在空白猪肉中添加3个不同浓度的磺胺二甲嘧啶和磺胺二甲氧嘧啶后按标准加入法进行回收率试验，结果见表3。

表3 猪肉中磺胺二甲嘧啶和磺胺二甲氧嘧啶的添加回收率

2.2 能力验证考核样品结果

本实验室首先按照GB/T 20759-2006对能力验证考核样品进行了检测，由于组织方未提供空白样品本底，存在自行选取的本底与考核样品出现基质不匹配带来定量不准确的风险。本实验室又采取标准加入法进行了测定，结果表明两种定量方法测定的数值存在较大差异。本实验室以标准加入法的结果进行了上报，顺利通过了能力验证，结果见表4。

3 讨论与小结

液相色谱串联质谱法由于高分离效能、高选择性和高灵敏度适用于复杂样品中药物及其代谢产物的测定，其中以电喷雾电离(ESI)方式应用最为广泛，其电离方式固有的基质效应问题也逐渐引起人们的关注。基质效应的产生源于待测组分与样品中的基质成份在雾滴表面离子化过程的竞争，其竞争结果会显著降低或增强目标离子的生成效率及离子强度，进而影响测定结果的精密度和准确度[8]。
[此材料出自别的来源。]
//! Builder for the eviction engine.
//!
//! Collects the construction-time knobs and validates them in one place.
//!
//! ## Example
//!
//! ```
//! use sievekit::builder::SieveEngineBuilder;
//! use sievekit::ds::NodeId;
//!
//! let engine = SieveEngineBuilder::new(1024)
//!     .buffer_capacity(16)
//!     .try_build()
//!     .expect("valid configuration");
//!
//! engine.link_at_head(NodeId::from_index(0));
//! assert_eq!(engine.len(), 1);
//! ```

use crate::ds::evict_buffer::{BufferVariant, CandidateBuffer};
use crate::ds::sieve_list::SieveList;
use crate::error::ConfigError;
use crate::policy::sieve::{SieveEngine, SweepVariant};

/// Default staging-buffer capacity.
pub const DEFAULT_BUFFER_CAPACITY: usize = 16;

/// Default and minimum bound on full sweep turns before a refill gives up.
pub const MIN_ABORT_TURN_LIMIT: u32 = 2;

/// Configures and builds a [`SieveEngine`].
#[derive(Debug, Clone)]
pub struct SieveEngineBuilder {
    node_capacity: usize,
    buffer_capacity: usize,
    sweep_variant: SweepVariant,
    buffer_variant: BufferVariant,
    abort_turn_limit: u32,
}

impl SieveEngineBuilder {
    /// Starts a builder for an engine over `node_capacity` hook slots.
    pub fn new(node_capacity: usize) -> Self {
        Self {
            node_capacity,
            buffer_capacity: DEFAULT_BUFFER_CAPACITY,
            sweep_variant: SweepVariant::Sieve,
            buffer_variant: BufferVariant::SlotArray,
            abort_turn_limit: MIN_ABORT_TURN_LIMIT,
        }
    }

    /// Sets the staging-buffer capacity (slots or queue length).
    pub fn buffer_capacity(mut self, capacity: usize) -> Self {
        self.buffer_capacity = capacity;
        self
    }

    /// Selects the sweep algorithm. Defaults to [`SweepVariant::Sieve`].
    pub fn sweep_variant(mut self, variant: SweepVariant) -> Self {
        self.sweep_variant = variant;
        self
    }

    /// Selects the staging-buffer shape. Defaults to
    /// [`BufferVariant::SlotArray`].
    pub fn buffer_variant(mut self, variant: BufferVariant) -> Self {
        self.buffer_variant = variant;
        self
    }

    /// Bounds how many full turns a refill sweep may take before giving
    /// up. Must be at least [`MIN_ABORT_TURN_LIMIT`].
    pub fn abort_turn_limit(mut self, limit: u32) -> Self {
        self.abort_turn_limit = limit;
        self
    }

    /// Validates the configuration and builds the engine.
    pub fn try_build(self) -> Result<SieveEngine, ConfigError> {
        if self.node_capacity == 0 {
            return Err(ConfigError::new("node_capacity must be > 0"));
        }
        if self.buffer_capacity == 0 {
            return Err(ConfigError::new("buffer_capacity must be > 0"));
        }
        if self.abort_turn_limit < MIN_ABORT_TURN_LIMIT {
            return Err(ConfigError::new(format!(
                "abort_turn_limit must be >= {MIN_ABORT_TURN_LIMIT}"
            )));
        }

        Ok(SieveEngine::from_parts(
            SieveList::new(self.node_capacity),
            CandidateBuffer::new(self.buffer_variant, self.buffer_capacity),
            self.sweep_variant,
            self.abort_turn_limit,
        ))
    }
}
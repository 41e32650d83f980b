pub mod evict_buffer;
pub mod hook;
pub mod sieve_list;

pub use evict_buffer::BufferVariant;
pub use hook::{HookArena, NodeHook, NodeId};
pub use sieve_list::{Direction, Iter, ListGuard, SieveList};
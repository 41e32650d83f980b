pub mod sieve;

pub use sieve::{SieveEngine, SweepVariant};
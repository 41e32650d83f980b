pub use crate::builder::SieveEngineBuilder;
pub use crate::ds::{BufferVariant, Direction, HookArena, NodeId, SieveList};
pub use crate::error::{ConfigError, InvariantError};
pub use crate::policy::sieve::{SieveEngine, SweepVariant};

#[cfg(feature = "metrics")]
pub use crate::metrics::EngineMetricsSnapshot;
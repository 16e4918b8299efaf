// src/noyau/erreur.rs

use thiserror::Error;

/// Erreurs du noyau.
///
/// L'affichage (`Display`) est le contrat utilisateur : la façade se contente
/// de préfixer par « Error: ». Le détail porté par `Syntaxe` sert au
/// diagnostic et aux tests, jamais à l'affichage.
#[derive(Debug, Error, Clone, PartialEq, Eq)]
pub enum ErreurNoyau {
    /// Entrée mal formée : caractère inattendu, identifiant inconnu,
    /// parenthèses déséquilibrées, arité fausse.
    #[error("Invalid syntax")]
    Syntaxe(String),

    /// Diviseur (ou module) qui se réduit exactement à zéro.
    #[error("Division by zero")]
    DivisionParZero,

    /// Tout autre échec de réduction : domaine invalide, borne dépassée…
    /// Le message est montré tel quel.
    #[error("{0}")]
    Evaluation(String),
}

impl ErreurNoyau {
    pub fn syntaxe(detail: impl Into<String>) -> Self {
        Self::Syntaxe(detail.into())
    }

    pub fn evaluation(message: impl Into<String>) -> Self {
        Self::Evaluation(message.into())
    }
}

pub type Resultat<T> = std::result::Result<T, ErreurNoyau>;

#[cfg(test)]
mod tests {
    use super::ErreurNoyau;

    #[test]
    fn affichage_fixe_pour_la_syntaxe() {
        let e = ErreurNoyau::syntaxe("parenthèses non fermées");
        assert_eq!(e.to_string(), "Invalid syntax");
    }

    #[test]
    fn affichage_du_message_d_evaluation() {
        let e = ErreurNoyau::evaluation("square root of a negative number");
        assert_eq!(e.to_string(), "square root of a negative number");
        assert_eq!(ErreurNoyau::DivisionParZero.to_string(), "Division by zero");
    }
}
由于基质中某些干扰组分的存在会使待测组分离子生成的速度与标准品相比有显著不同，为平衡这种差异2010年以前发布的检测标准大多采用基质匹配标准曲线法。但在实际检测中，因所测样品具有不同的来源(例如我国生猪品种多达60多种，饲养技术及饲养环境也是千差万别[9,10]，同时受屠宰、运输、保存等影响)，使得样品基质与基质匹配标准溶液的基质仍有较大差异，使得含同样浓度目标化合物的不同来源样品的测定结果大不相同。为解决这一问题同位素内标法被广泛采用，由于被测化合物与其同位素内标具有几乎完全一致的化学性质和不同的质荷比，不但可以平衡基质效应的影响还可以减少前处理的操作误差和系统误差。但是同位素内标往往比较昂贵或者难以获得，在不具备同位素内标的情况下仍需获得准确定量结果时就需要采用标准加入法。标准加入法由于是在样品本身中进行添加，其同样可以平衡基质效应的影响，但依据其定量原理，操作往往较为复杂，标准溶液加入前及加入后均需准确测定，对操作者的要求较高。

本文主要是在GB/T 20759－2006的基础上变换定量方法，因此着重对准确度和精密度进行了研究未对专属性、线性范围、检出限等一致内容进行累述。采用标准加入法定量之前需先对样品进行预试验来评估样品中被测物质的量，加入量宜与样品中的量接近，如差距甚远仍会使定量不准确。